If a mapping task references another source system, you can perform connection assignment to view the complete data lineage. When the IDMC metadata jobs run, if a mapping task references another source system, a reference catalog source and connection get created that point to the reference source system. To view the complete lineage for your mapping task, you can perform connection assignment from the reference catalog source connection to the objects in the reference source system. You must first create and run an endpoint catalog source that connects to the reference source system. A reference source system might be a database, such as Oracle.
Before you assign a connection, ensure that you have created and run an endpoint catalog source for each reference source system.
Important: The first job that runs is a connectionless scan and might result in a partial or incomplete lineage. To perform a connection-aware scan, after the first job completes, perform connection assignment, and either run the mapping task again in Data Integration or retry the mapping task job in Metadata Command Center or perform realtime connection assignment if the same reference catalog source connection applies for multiple mapping tasks.
1On the Configure page, select the Lineage tab and then select the Assign Connections tab.

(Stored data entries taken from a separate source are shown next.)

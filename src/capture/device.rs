//! Capture device collaborators.
//!
//! Screen grabbing, encoding, and screenshot rendering live behind these
//! traits; the session only manages lifecycle and exclusive ownership.

use std::path::Path;

use async_trait::async_trait;

use crate::error::{Result, TraqError};

/// Factory for exclusive capture streams. `open` acquires the device and the
/// returned stream owns it until dropped or finished.
#[async_trait]
pub trait CaptureBackend: Send + Sync {
    async fn open(&self, output: &Path, fps: u32) -> Result<Box<dyn CaptureStream>>;
}

/// An open recording: one frame grabbed and encoded per call.
#[async_trait]
pub trait CaptureStream: Send {
    /// Grab and encode one frame. An error here means the device was lost or
    /// encoding failed; the session tears down in response.
    async fn record_frame(&mut self) -> Result<()>;

    /// Flush and close the output artifact.
    async fn finish(self: Box<Self>) -> Result<()>;
}

/// One-shot screenshot collaborator.
#[async_trait]
pub trait ScreenshotBackend: Send + Sync {
    async fn capture(&self, output: &Path) -> Result<()>;
}

/// Placeholder backend for builds without a platform capture integration.
/// Fails fast so the lifecycle error paths stay exercised.
pub struct DisabledCaptureBackend;

#[async_trait]
impl CaptureBackend for DisabledCaptureBackend {
    async fn open(&self, _output: &Path, _fps: u32) -> Result<Box<dyn CaptureStream>> {
        Err(TraqError::ResourceUnavailable(
            "no screen capture backend configured".to_string(),
        ))
    }
}

/// Placeholder screenshot backend; see [`DisabledCaptureBackend`].
pub struct DisabledScreenshotBackend;

#[async_trait]
impl ScreenshotBackend for DisabledScreenshotBackend {
    async fn capture(&self, _output: &Path) -> Result<()> {
        Err(TraqError::ResourceUnavailable(
            "no screenshot backend configured".to_string(),
        ))
    }
}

The Assign Connections panel displays a list of assigned and unassigned connections along with details for each connection.
2Select the connection of the reference catalog source that you want to assign to objects in endpoint catalog sources and click Assign.
The following image shows the Connection Assignment tab with the Assign button and the list of connections:
Note: You can find the connection name on the Hierarchy tab of the mapping task in Data Governance and Catalog. The connection name is prefixed to the reference catalog source name.
The Assign Connection dialog box appears with a list of objects of the endpoint catalog sources.
3Select one or more endpoint objects to assign to the selected connection and click Assign.
You can filter the list in the Assign Connection dialog box by name, type, or endpoint.
The following table lists the types of reference source systems that you can connect to and the class type that the endpoint objects must belong to:
Reference source system
Endpoint object class type
Amazon Redshift
Database
Amazon S3
Bucket
Google BigQuery
Database
IBM Db2 for LUW
Database
Microsoft Azure Blob Storage
Container
JDBC
Database
Microsoft Azure Data Lake Storage Gen2
Container
Microsoft Azure Synapse
Database
Oracle
Database
Microsoft SQL Server
Database
PostgreSQL
Database
SFTP File System
File System
Snowflake
Database
Teradata Database
Database
When you click Assign, Metadata Command Center creates links between matching objects in the connected catalog sources, and it calculates the percentage of matched and unmatched objects. The higher the percentage of matched objects, the more accurate the lineage that you view in Data Governance and Catalog.
The following image shows the Assign Connection dialog box:
4After connection assignment, perform any of the following tasks:
- Run the mapping task again in Data Integration.
After the mapping task completes, a new mapping task job runs in Metadata Command Center. After the new mapping task job completes, a new mapping task instance appears on the Relationships tab of the mapping task in Data Governance and Catalog.
Note: The previous mapping task instance run on connectionless scan remains in the catalog.
- Retry the mapping task job in Metadata Command Center.
On the IDMC Metadata tab of the Monitor page, hover the mouse over the mapping task job and click Retry from the Action menu.
After the new mapping task job completes, a new mapping task instance appears on the Relationships tab of the mapping task in Data Governance and Catalog.
Note: The previous mapping task instance run on connectionless scan remains in the catalog.
- Realtime connection assignment. If the reference catalog source connection used in a mapping task is assigned to an endpoint object, the subsequent mapping task jobs which have the same connection runs connection-aware scans.
After the mapping task job completes, a mapping task instance appears on the Relationships tab of the mapping task in Data Governance and Catalog. For the subsequent mapping task jobs, only one mapping task instance is generated.
To view the complete lineage of the mapping task, click the Lineage tab of the mapping task instance.